Red flags — you're about to report wrong
Stop and reconsider if:
- Your PASS evidence is a code read. "The diff looks correct" is review, not verification. You haven't run anything.
- Your own report has a "couldn't verify" section and the thing in it is the PR's actual change. You wrote a BLOCKED report and stamped it PASS. "Verified what I could" means you verified the parts that don't need verifying. The verdict is BLOCKED.
- You ran tests — any tests — and called it verification. Unit, integration, "just the ones for this component," typecheck, lint. CI ran those when the PR opened. You've confirmed CI still works. Tests exercise code paths; you exercise the surface. The one exception: the diff touches only test files — then running them is the bar per DoD. Anything else in the diff, this flag stands.
- You ran the app but never hit the changed path.
npm startsucceeded, you clicked around — but did the lines in the diff execute? If you can't answer yes with evidence, you verified the app still launches, not that the change works. - Runtime change, no captured output. Where's the stdout? The screenshot? The curl response?
- "Should work" / "looks right" / "seems fine" in the report. Those are code-review words. A verifier says "I did X, observed Y."

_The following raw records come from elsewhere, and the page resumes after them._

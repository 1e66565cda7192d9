//! Test modules for the Meridian GUI
//!
//! Pure-logic tests only: client construction, request serialization,
//! response parsing, and the view-state policies (fail-together pair,
//! fail-silent financials, selection-driven refetch inputs). Nothing
//! here touches the network or a GPUI runtime.

#[cfg(test)]
pub mod api_test;

#[cfg(test)]
pub mod app_test;

#[cfg(test)]
pub mod news_test;

#[cfg(test)]
pub mod macro_test;

#[cfg(test)]
pub mod stock_test;
//! Tests for application-level state types

use crate::app::{ActiveView, LoadingState};

// ============================================================================
// LOADING STATE
// ============================================================================

#[test]
fn test_loading_state_default_is_not_started() {
    let state: LoadingState<Vec<String>> = LoadingState::default();
    assert_eq!(state, LoadingState::NotStarted);
    assert!(!state.is_loading());
    assert!(!state.is_loaded());
    assert!(!state.is_error());
}

#[test]
fn test_loading_state_predicates() {
    let loading: LoadingState<()> = LoadingState::Loading;
    assert!(loading.is_loading());

    let loaded = LoadingState::Loaded(3u32);
    assert!(loaded.is_loaded());
    assert_eq!(loaded.as_loaded(), Some(&3));

    let error: LoadingState<u32> = LoadingState::Error("boom".to_string());
    assert!(error.is_error());
    assert_eq!(error.as_loaded(), None);
}

#[test]
fn test_loading_state_error_replaces_data() {
    // A refetch that fails must not leave stale Loaded data behind
    let mut state = LoadingState::Loaded(vec![1, 2, 3]);
    state = LoadingState::Loading;
    assert_eq!(state.as_loaded(), None);
    state = LoadingState::Error("gone".to_string());
    assert!(state.is_error());
}

// ============================================================================
// NAVIGATION
// ============================================================================

#[test]
fn test_default_view_is_briefing() {
    assert_eq!(ActiveView::default(), ActiveView::Briefing);
}

#[test]
fn test_all_views_have_distinct_labels() {
    let labels: Vec<&str> = ActiveView::all().iter().map(|v| v.label()).collect();
    let mut deduped = labels.clone();
    deduped.dedup();

    assert_eq!(labels.len(), 3);
    assert_eq!(labels, deduped);
}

- You reported BLOCKED because the app was annoying to run, not
because the change is genuinely unobservable. Annoying-to-run is
what
/run-skill-generatoris for. - You invented a claim the diff doesn't support and then verified your invention. If the diff is opaque, say so; don't confabulate a purpose and pass yourself on it.
- Your Steps are all
node caller.ts → <value> ✅. Every step green, nothing launched. You tested the caller script. A thorough one, maybe — but the app is still a hypothesis. - Your Method says "the function output IS the observable surface." You reasoned your way out of running the app. The reason to run isn't to re-check the function — it's to find out where your reasoning is wrong.
Honesty over optimism
When in doubt, FAIL. A false PASS ships a broken change. A false FAIL costs one more look from a human. The asymmetry is obvious.
"Almost works" is FAIL. "Works but something unrelated looks off" is FAIL with a note.
Ambiguous output is FAIL. Don't interpret. If you can't tell from the captured output whether it passed, the check was too loose — tighten it and run again. If you can't tighten it, FAIL with the raw output attached so a human reads it instead of you guessing.
You're the last thing between the change and production. Act like it.